◆ Aim of the task: Which lines below include the string "COLUMNS"? Please show each one.

Dataset entries:
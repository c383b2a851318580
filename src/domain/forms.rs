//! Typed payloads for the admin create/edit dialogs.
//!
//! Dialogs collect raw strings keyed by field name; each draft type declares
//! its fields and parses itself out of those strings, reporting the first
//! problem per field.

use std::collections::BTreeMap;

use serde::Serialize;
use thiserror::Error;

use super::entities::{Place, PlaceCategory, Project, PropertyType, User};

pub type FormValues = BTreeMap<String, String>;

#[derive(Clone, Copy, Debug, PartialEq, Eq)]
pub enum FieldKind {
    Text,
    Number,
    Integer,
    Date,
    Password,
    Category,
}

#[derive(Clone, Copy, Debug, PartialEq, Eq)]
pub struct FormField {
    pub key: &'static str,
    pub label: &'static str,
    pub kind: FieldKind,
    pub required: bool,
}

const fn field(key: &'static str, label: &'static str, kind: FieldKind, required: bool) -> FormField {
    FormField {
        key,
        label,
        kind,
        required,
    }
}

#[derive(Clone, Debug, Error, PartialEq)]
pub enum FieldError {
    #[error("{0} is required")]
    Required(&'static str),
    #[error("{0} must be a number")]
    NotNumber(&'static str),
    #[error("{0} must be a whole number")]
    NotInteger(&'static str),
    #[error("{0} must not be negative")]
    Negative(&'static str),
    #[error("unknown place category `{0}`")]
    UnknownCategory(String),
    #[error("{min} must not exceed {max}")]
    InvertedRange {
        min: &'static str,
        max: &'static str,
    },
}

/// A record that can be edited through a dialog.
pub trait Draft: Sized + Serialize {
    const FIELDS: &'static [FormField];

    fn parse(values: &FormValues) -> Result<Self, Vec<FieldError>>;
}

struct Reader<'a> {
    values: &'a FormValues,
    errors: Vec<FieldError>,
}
--
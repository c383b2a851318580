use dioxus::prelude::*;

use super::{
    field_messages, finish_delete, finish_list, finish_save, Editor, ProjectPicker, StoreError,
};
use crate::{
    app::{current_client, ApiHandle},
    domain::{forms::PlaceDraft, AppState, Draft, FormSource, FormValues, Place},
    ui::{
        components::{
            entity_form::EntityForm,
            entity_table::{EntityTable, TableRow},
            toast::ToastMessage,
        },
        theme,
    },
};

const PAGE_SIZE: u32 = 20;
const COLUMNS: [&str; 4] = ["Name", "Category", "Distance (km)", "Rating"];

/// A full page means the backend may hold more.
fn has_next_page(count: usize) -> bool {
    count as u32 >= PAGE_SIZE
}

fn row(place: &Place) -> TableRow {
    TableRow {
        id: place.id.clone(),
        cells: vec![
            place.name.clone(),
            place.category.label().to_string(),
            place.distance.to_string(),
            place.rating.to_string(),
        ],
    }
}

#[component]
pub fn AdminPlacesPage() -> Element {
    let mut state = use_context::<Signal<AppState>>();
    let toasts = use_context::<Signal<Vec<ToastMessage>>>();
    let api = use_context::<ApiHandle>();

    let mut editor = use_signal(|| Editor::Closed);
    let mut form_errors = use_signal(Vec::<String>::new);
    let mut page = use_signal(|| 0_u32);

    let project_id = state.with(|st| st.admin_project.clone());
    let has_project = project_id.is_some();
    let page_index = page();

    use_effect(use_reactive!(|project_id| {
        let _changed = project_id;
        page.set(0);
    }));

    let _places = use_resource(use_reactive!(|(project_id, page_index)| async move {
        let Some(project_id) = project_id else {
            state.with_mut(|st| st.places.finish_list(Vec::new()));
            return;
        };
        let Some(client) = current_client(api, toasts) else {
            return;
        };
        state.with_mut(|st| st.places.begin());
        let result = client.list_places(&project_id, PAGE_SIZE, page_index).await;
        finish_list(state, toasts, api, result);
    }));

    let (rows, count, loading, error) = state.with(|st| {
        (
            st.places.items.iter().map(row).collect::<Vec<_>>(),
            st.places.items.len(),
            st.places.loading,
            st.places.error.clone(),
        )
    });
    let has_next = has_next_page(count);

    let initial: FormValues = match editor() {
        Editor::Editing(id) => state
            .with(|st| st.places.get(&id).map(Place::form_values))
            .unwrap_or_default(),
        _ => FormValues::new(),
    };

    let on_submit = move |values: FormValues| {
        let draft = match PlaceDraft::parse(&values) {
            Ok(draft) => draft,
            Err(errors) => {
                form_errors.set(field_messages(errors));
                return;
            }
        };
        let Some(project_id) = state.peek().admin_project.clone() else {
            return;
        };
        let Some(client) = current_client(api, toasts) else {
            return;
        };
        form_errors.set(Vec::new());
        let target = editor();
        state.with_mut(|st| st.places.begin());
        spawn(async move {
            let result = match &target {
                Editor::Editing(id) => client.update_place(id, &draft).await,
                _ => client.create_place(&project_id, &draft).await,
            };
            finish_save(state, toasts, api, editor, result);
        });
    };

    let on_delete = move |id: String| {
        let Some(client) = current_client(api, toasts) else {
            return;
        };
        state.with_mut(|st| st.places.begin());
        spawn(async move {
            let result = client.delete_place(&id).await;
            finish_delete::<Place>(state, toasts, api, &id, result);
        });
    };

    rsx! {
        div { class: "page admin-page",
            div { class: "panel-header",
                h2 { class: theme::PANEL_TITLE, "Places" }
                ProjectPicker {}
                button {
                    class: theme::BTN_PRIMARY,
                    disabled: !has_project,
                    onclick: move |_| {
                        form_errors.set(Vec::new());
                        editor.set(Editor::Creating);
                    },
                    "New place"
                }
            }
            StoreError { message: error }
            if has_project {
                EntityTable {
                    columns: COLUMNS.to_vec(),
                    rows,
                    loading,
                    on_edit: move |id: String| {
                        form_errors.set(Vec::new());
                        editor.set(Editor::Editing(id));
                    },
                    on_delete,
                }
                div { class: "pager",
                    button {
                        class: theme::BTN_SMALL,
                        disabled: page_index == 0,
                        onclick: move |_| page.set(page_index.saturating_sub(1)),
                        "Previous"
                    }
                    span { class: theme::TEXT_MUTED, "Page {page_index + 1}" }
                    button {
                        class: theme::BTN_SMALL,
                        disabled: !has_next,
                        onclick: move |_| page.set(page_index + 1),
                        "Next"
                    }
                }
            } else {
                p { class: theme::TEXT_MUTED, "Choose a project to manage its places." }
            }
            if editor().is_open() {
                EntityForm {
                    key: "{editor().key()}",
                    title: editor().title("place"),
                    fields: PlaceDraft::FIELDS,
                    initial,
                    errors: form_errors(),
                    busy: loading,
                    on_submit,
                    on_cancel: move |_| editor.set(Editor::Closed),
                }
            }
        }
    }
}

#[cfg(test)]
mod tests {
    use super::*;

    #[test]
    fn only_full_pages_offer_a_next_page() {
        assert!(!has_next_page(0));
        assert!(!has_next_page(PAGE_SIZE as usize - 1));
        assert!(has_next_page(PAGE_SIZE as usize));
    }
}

◆ Reply:
const COLUMNS: [&str; 4] = ["Name", "Category", "Distance (km)", "Rating"];
                    columns: COLUMNS.to_vec(),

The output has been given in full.